Your answer should be the exact lines of the data below from the one containing "fn snapshot(book: &BookState)" through the one containing "error the book"; please include nothing else.

── Exercise data

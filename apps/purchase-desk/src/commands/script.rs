//! # Command Scripts
//!
//! One JSON command per line in, one JSON response per line out.
//!
//! ## Wire Format
//! ```text
//! ┌─────────────────────────────────────────────────────────────────────────┐
//! │  stdin / script file                                                    │
//! │  ───────────────────                                                    │
//! │  {"command":"selectVendor","vendorId":"V1"}                             │
//! │  {"command":"toggleChallan","challanId":"CH1"}                          │
//! │  {"command":"buildBill","billNo":"PB/001","billDate":"2024-03-05",...}  │
//! │         │                                                               │
//! │         ▼                                                               │
//! │  execute_line ──► Command ──► commands::{challan,bill,payment}::*       │
//! │         │                                                               │
//! │         ▼                                                               │
//! │  stdout                                                                 │
//! │  ──────                                                                 │
//! │  {"ok":{...}}                                                           │
//! │  {"error":{"code":"BUSINESS_LOGIC","message":"..."}}                    │
//! └─────────────────────────────────────────────────────────────────────────┘
//! ```
//!
//! A failing command does not stop the script; the book keeps whatever state
//! the previous commands left.

use chrono::NaiveDate;
use serde::{Deserialize, Serialize};
use serde_json::{json, Value};
use tracing::{debug, info, warn};

use challan_core::{
    BillRequest, Challan, ChallanBook, CoreError, LedgerEntry, LineEdit, Money,
    PartialPaymentRequest, PaymentEntry, PaymentHistory, PaymentStatusUpdate, PurchaseBill,
    StockInRecord,
};

use super::bill::LineTarget;
use super::{bill, challan, config, payment};
use crate::error::ApiError;
use crate::state::{BookState, DeskConfig};

/// Every operation the desk accepts, tagged by `command`.
#[derive(Debug, Clone, Serialize, Deserialize)]
#[serde(
    tag = "command",
    rename_all = "camelCase",
    rename_all_fields = "camelCase"
)]
pub enum Command {
    // Challans
    IngestChallan(StockInRecord),
    SelectVendor {
        #[serde(default)]
        vendor_id: Option<String>,
    },
    PendingChallans,
    ListChallans,
    GetChallan {
        challan_id: String,
    },
    ToggleChallan {
        challan_id: String,
    },
    SelectChallan {
        challan_id: String,
    },
    DeselectChallan {
        challan_id: String,
    },
    ClearSelection,
    CancelChallan {
        challan_id: String,
    },
    SetProductSelected {
        challan_id: String,
        product_id: String,
        is_selected: bool,
    },
    SelectedProducts,
    SetChallans {
        challans: Vec<Challan>,
    },

    // Draft bill
    BuildBill {
        bill_no: String,
        bill_date: NaiveDate,
        vendor_id: String,
        vendor_name: String,
        /// Defaults to the current challan selection.
        #[serde(default)]
        challan_ids: Option<Vec<String>>,
    },
    CurrentBill,
    UpdateLineItem {
        #[serde(default)]
        product_id: Option<String>,
        #[serde(default)]
        sl_no: Option<u32>,
        edit: LineEdit,
    },
    SetAdvance {
        amount: Money,
    },
    UpdatePaymentEntry(PaymentEntry),
    DiscardDraft,

    // Payments
    SubmitBill,
    ApplyPartialPayment(PartialPaymentRequest),
    ReversePayment {
        entry_id: String,
        reversal_date: NaiveDate,
        #[serde(default)]
        reason: Option<String>,
    },
    SetProductPaymentStatus(PaymentStatusUpdate),
    PaymentHistory,
    SetPaymentHistory {
        history: Vec<PaymentHistory>,
    },
    Ledger {
        challan_id: String,
        product_id: String,
    },

    // Misc
    Config,
    Snapshot,
    LoadSnapshot(Snapshot),
}

/// Everything the book holds. `snapshot` writes one, `loadSnapshot` reads
/// one back into an empty book.
#[derive(Debug, Clone, Serialize, Deserialize)]
#[serde(rename_all = "camelCase")]
pub struct Snapshot {
    pub challans: Vec<Challan>,
    pub selected_vendor: Option<String>,
    pub selected_challan_ids: Vec<String>,
    pub current_bill: Option<PurchaseBill>,
    pub payment_history: Vec<PaymentHistory>,
    pub ledger: Vec<LedgerEntry>,
}

/// Parses one script line into a command.
pub fn parse_command(line: &str) -> Result<Command, ApiError> {
    serde_json::from_str(line).map_err(|e| ApiError::validation(format!("Invalid command: {}", e)))
}

/// Runs one command against the book and serializes its result.
pub fn execute(book: &BookState, desk: &DeskConfig, command: Command) -> Result<Value, ApiError> {
    let value = match command {
        Command::IngestChallan(record) => to_value(challan::ingest_challan(book, record)?)?,
        Command::SelectVendor { vendor_id } => to_value(challan::select_vendor(book, vendor_id))?,
        Command::PendingChallans => to_value(challan::get_pending_challans(book))?,
        Command::ListChallans => to_value(challan::list_challans(book))?,
        Command::GetChallan { challan_id } => to_value(challan::get_challan(book, &challan_id)?)?,
        Command::ToggleChallan { challan_id } => {
            to_value(challan::toggle_challan(book, &challan_id)?)?
        }
        Command::SelectChallan { challan_id } => {
            to_value(challan::select_challan(book, &challan_id)?)?
        }
        Command::DeselectChallan { challan_id } => {
            to_value(challan::deselect_challan(book, &challan_id))?
        }
        Command::ClearSelection => {
            challan::clear_selection(book);
            Value::Null
        }
        Command::CancelChallan { challan_id } => {
            to_value(challan::cancel_challan(book, &challan_id)?)?
        }
        Command::SetProductSelected {
            challan_id,
            product_id,
            is_selected,
        } => to_value(challan::set_product_selected(
            book,
            &challan_id,
            &product_id,
            is_selected,
        )?)?,
        Command::SelectedProducts => to_value(challan::get_selected_products(book))?,
        Command::SetChallans { challans } => to_value(challan::set_challans(book, challans)?)?,

        Command::BuildBill {
            bill_no,
            bill_date,
            vendor_id,
            vendor_name,
            challan_ids,
        } => {
            let challan_ids = challan_ids
                .unwrap_or_else(|| book.with_book(|b| b.selected_challans().to_vec()));
            let request = BillRequest {
                bill_no,
                bill_date,
                vendor_id,
                vendor_name,
                challan_ids,
            };
            to_value(bill::build_bill(book, request)?)?
        }
        Command::CurrentBill => to_value(bill::get_current_bill(book))?,
        Command::UpdateLineItem {
            product_id,
            sl_no,
            edit,
        } => {
            let target = match (product_id, sl_no) {
                (Some(product_id), None) => LineTarget::ProductId(product_id),
                (None, Some(sl_no)) => LineTarget::SlNo(sl_no),
                _ => {
                    return Err(ApiError::validation(
                        "updateLineItem needs exactly one of productId or slNo",
                    ))
                }
            };
            to_value(bill::update_line_item(book, target, edit)?)?
        }
        Command::SetAdvance { amount } => to_value(bill::set_advance(book, amount)?)?,
        Command::UpdatePaymentEntry(entry) => to_value(bill::update_payment_entry(book, entry)?)?,
        Command::DiscardDraft => to_value(bill::discard_draft(book))?,

        Command::SubmitBill => to_value(payment::submit_bill(book)?)?,
        Command::ApplyPartialPayment(request) => {
            to_value(payment::apply_partial_payment(book, request)?)?
        }
        Command::ReversePayment {
            entry_id,
            reversal_date,
            reason,
        } => to_value(payment::reverse_payment(
            book,
            &entry_id,
            reversal_date,
            reason,
        )?)?,
        Command::SetProductPaymentStatus(update) => {
            to_value(payment::set_product_payment_status(book, update)?)?
        }
        Command::PaymentHistory => to_value(payment::get_payment_history(book))?,
        Command::SetPaymentHistory { history } => {
            to_value(payment::set_payment_history(book, history))?
        }
        Command::Ledger {
            challan_id,
            product_id,
        } => to_value(payment::get_ledger(book, &challan_id, &product_id)?)?,

        Command::Config => to_value(config::get_config(desk))?,
        Command::Snapshot => to_value(snapshot(book))?,
        Command::LoadSnapshot(saved) => to_value(load_snapshot(book, saved)?)?,
    };

    Ok(value)
}

/// Parses and runs one line, folding any failure into the response.
///
/// ## Returns
/// `{"ok": <result>}` or `{"error": {"code": ..., "message": ...}}`
pub fn execute_line(book: &BookState, desk: &DeskConfig, line: &str) -> Value {
    let result = parse_command(line).and_then(|command| {
        debug!(command = ?command, "Executing script command");
        execute(book, desk, command)
    });

    match result {
        Ok(value) => json!({ "ok": value }),
        Err(err) => {
            warn!(error = %err, "Command failed");
            json!({ "error": err })
        }
    }
}

fn snapshot(book: &BookState) -> Snapshot {
    book.with_book(|b| Snapshot {
        challans: b.challans().to_vec(),
        selected_vendor: b.selected_vendor().map(str::to_string),
        selected_challan_ids: b.selected_challans().to_vec(),
        current_bill: b.current_bill().cloned(),
        payment_history: b.payment_history().to_vec(),
        ledger: b.ledger_entries().to_vec(),
    })
}

/// Rebuilds the book from a snapshot. All-or-nothing: on error the book
/// keeps its previous state.
fn load_snapshot(book: &BookState, saved: Snapshot) -> Result<Snapshot, ApiError> {
    book.with_book_mut(|b| {
        let mut restored = ChallanBook::new(*b.policy());
        restored.set_challans(saved.challans)?;
        restored.set_ledger(saved.ledger)?;
        restored.set_payment_history(saved.payment_history);
        restored.select_vendor(saved.selected_vendor.as_deref());
        for challan_id in &saved.selected_challan_ids {
            restored.select_challan(challan_id)?;
        }
        if let Some(bill) = saved.current_bill {
            restored.restore_draft(bill)?;
        }

        *b = restored;
        Ok::<_, CoreError>(())
    })?;

    let loaded = snapshot(book);
    info!(
        challans = loaded.challans.len(),
        ledger_entries = loaded.ledger.len(),
        draft = loaded.current_bill.is_some(),
        "Snapshot loaded"
    );
    Ok(loaded)
}

fn to_value<T: Serialize>(value: T) -> Result<Value, ApiError> {
    Ok(serde_json::to_value(value)?)
}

────

Exercise output:
fn snapshot(book: &BookState) -> Snapshot {
    book.with_book(|b| Snapshot {
        challans: b.challans().to_vec(),
        selected_vendor: b.selected_vendor().map(str::to_string),
        selected_challan_ids: b.selected_challans().to_vec(),
        current_bill: b.current_bill().cloned(),
        payment_history: b.payment_history().to_vec(),
        ledger: b.ledger_entries().to_vec(),
    })
}

/// Rebuilds the book from a snapshot. All-or-nothing: on error the book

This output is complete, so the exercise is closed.